=== Begin Enclosure ===

//! Gambling statistics models.

use crate::ledger::UserId;
use serde::{Deserialize, Serialize};

/// Cumulative gambling statistics for one user
#[derive(Debug, Clone, PartialEq, Eq, Serialize, Deserialize)]
pub struct GamblingStats {
    pub user_id: UserId,
    pub total_games: i64,
    pub wins: i64,
    pub losses: i64,
    pub total_bet: i64,
    pub total_won: i64,
    pub total_lost: i64,
}

impl GamblingStats {
    /// Stats for a user with no resolved games
    pub fn empty(user_id: UserId) -> Self {
        Self {
            user_id,
            total_games: 0,
            wins: 0,
            losses: 0,
            total_bet: 0,
            total_won: 0,
            total_lost: 0,
        }
    }

    /// Fold one game into the running totals
    pub fn apply(&mut self, delta: &StatsDelta) {
        self.total_games = self.total_games.saturating_add(1);
        self.wins = self.wins.saturating_add(delta.wins());
        self.losses = self.losses.saturating_add(delta.losses());
        self.total_bet = self.total_bet.saturating_add(delta.bet);
        self.total_won = self.total_won.saturating_add(delta.total_won());
        self.total_lost = self.total_lost.saturating_add(delta.total_lost());
    }

    /// Percentage of games won, 0.0 for a user with no games
    pub fn win_rate(&self) -> f64 {
        self.wins as f64 / self.total_games.max(1) as f64 * 100.0
    }

    /// Gross winnings minus stakes lost
    pub fn profit(&self) -> i64 {
        self.total_won.saturating_sub(self.total_lost)
    }

    /// Stats together with the derived figures shown to users
    pub fn summary(self) -> StatsSummary {
        StatsSummary {
            win_rate: self.win_rate(),
            profit: self.profit(),
            stats: self,
        }
    }
}

/// Increment produced by a single resolved game
#[derive(Debug, Clone, Copy, PartialEq, Eq, Serialize, Deserialize)]
pub struct StatsDelta {
    pub won: bool,
    pub bet: i64,
    /// Gross amount returned on a win (stake included), 0 on a loss
    pub payout: i64,
}

impl StatsDelta {
    /// Delta for a won game
    pub fn win(bet: i64, payout: i64) -> Self {
        Self {
            won: true,
            bet,
            payout,
        }
    }

    /// Delta for a lost game
    pub fn loss(bet: i64) -> Self {
        Self {
            won: false,
            bet,
            payout: 0,
        }
    }

    pub fn wins(&self) -> i64 {
        i64::from(self.won)
    }

    pub fn losses(&self) -> i64 {
        i64::from(!self.won)
    }

    pub fn total_won(&self) -> i64 {
        if self.won { self.payout } else { 0 }
    }

    pub fn total_lost(&self) -> i64 {
        if self.won { 0 } else { self.bet }
    }
}

/// Stats view with win rate and profit
#[derive(Debug, Clone, PartialEq, Serialize, Deserialize)]
pub struct StatsSummary {
    #[serde(flatten)]
    pub stats: GamblingStats,
    pub win_rate: f64,
    pub profit: i64,
}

=== End Enclosure ===

◆ **YOUR OBJECTIVE**:
The response should consist of all the entries, copied without any alteration.

◆ **RESULT OF THE TASK**:
//! Gambling statistics models.

use crate::ledger::UserId;
use serde::{Deserialize, Serialize};

/// Cumulative gambling statistics for one user
#[derive(Debug, Clone, PartialEq, Eq, Serialize, Deserialize)]
pub struct GamblingStats {
    pub user_id: UserId,
    pub total_games: i64,
    pub wins: i64,
    pub losses: i64,
    pub total_bet: i64,
    pub total_won: i64,
    pub total_lost: i64,
}

impl GamblingStats {
    /// Stats for a user with no resolved games
    pub fn empty(user_id: UserId) -> Self {
        Self {
            user_id,
            total_games: 0,
            wins: 0,
            losses: 0,
            total_bet: 0,
            total_won: 0,
            total_lost: 0,
        }
    }

    /// Fold one game into the running totals
    pub fn apply(&mut self, delta: &StatsDelta) {
        self.total_games = self.total_games.saturating_add(1);
        self.wins = self.wins.saturating_add(delta.wins());
        self.losses = self.losses.saturating_add(delta.losses());
        self.total_bet = self.total_bet.saturating_add(delta.bet);
        self.total_won = self.total_won.saturating_add(delta.total_won());
        self.total_lost = self.total_lost.saturating_add(delta.total_lost());
    }

    /// Percentage of games won, 0.0 for a user with no games
    pub fn win_rate(&self) -> f64 {
        self.wins as f64 / self.total_games.max(1) as f64 * 100.0
    }

    /// Gross winnings minus stakes lost
    pub fn profit(&self) -> i64 {
        self.total_won.saturating_sub(self.total_lost)
    }

    /// Stats together with the derived figures shown to users
    pub fn summary(self) -> StatsSummary {
        StatsSummary {
            win_rate: self.win_rate(),
            profit: self.profit(),
            stats: self,
        }
    }
}

/// Increment produced by a single resolved game
#[derive(Debug, Clone, Copy, PartialEq, Eq, Serialize, Deserialize)]
pub struct StatsDelta {
    pub won: bool,
    pub bet: i64,
    /// Gross amount returned on a win (stake included), 0 on a loss
    pub payout: i64,
}

impl StatsDelta {
    /// Delta for a won game
    pub fn win(bet: i64, payout: i64) -> Self {
        Self {
            won: true,
            bet,
            payout,
        }
    }

    /// Delta for a lost game
    pub fn loss(bet: i64) -> Self {
        Self {
            won: false,
            bet,
            payout: 0,
        }
    }

    pub fn wins(&self) -> i64 {
        i64::from(self.won)
    }

    pub fn losses(&self) -> i64 {
        i64::from(!self.won)
    }

    pub fn total_won(&self) -> i64 {
        if self.won { self.payout } else { 0 }
    }

    pub fn total_lost(&self) -> i64 {
        if self.won { 0 } else { self.bet }
    }
}

/// Stats view with win rate and profit
#[derive(Debug, Clone, PartialEq, Serialize, Deserialize)]
pub struct StatsSummary {
    #[serde(flatten)]
    pub stats: GamblingStats,
    pub win_rate: f64,
    pub profit: i64,
}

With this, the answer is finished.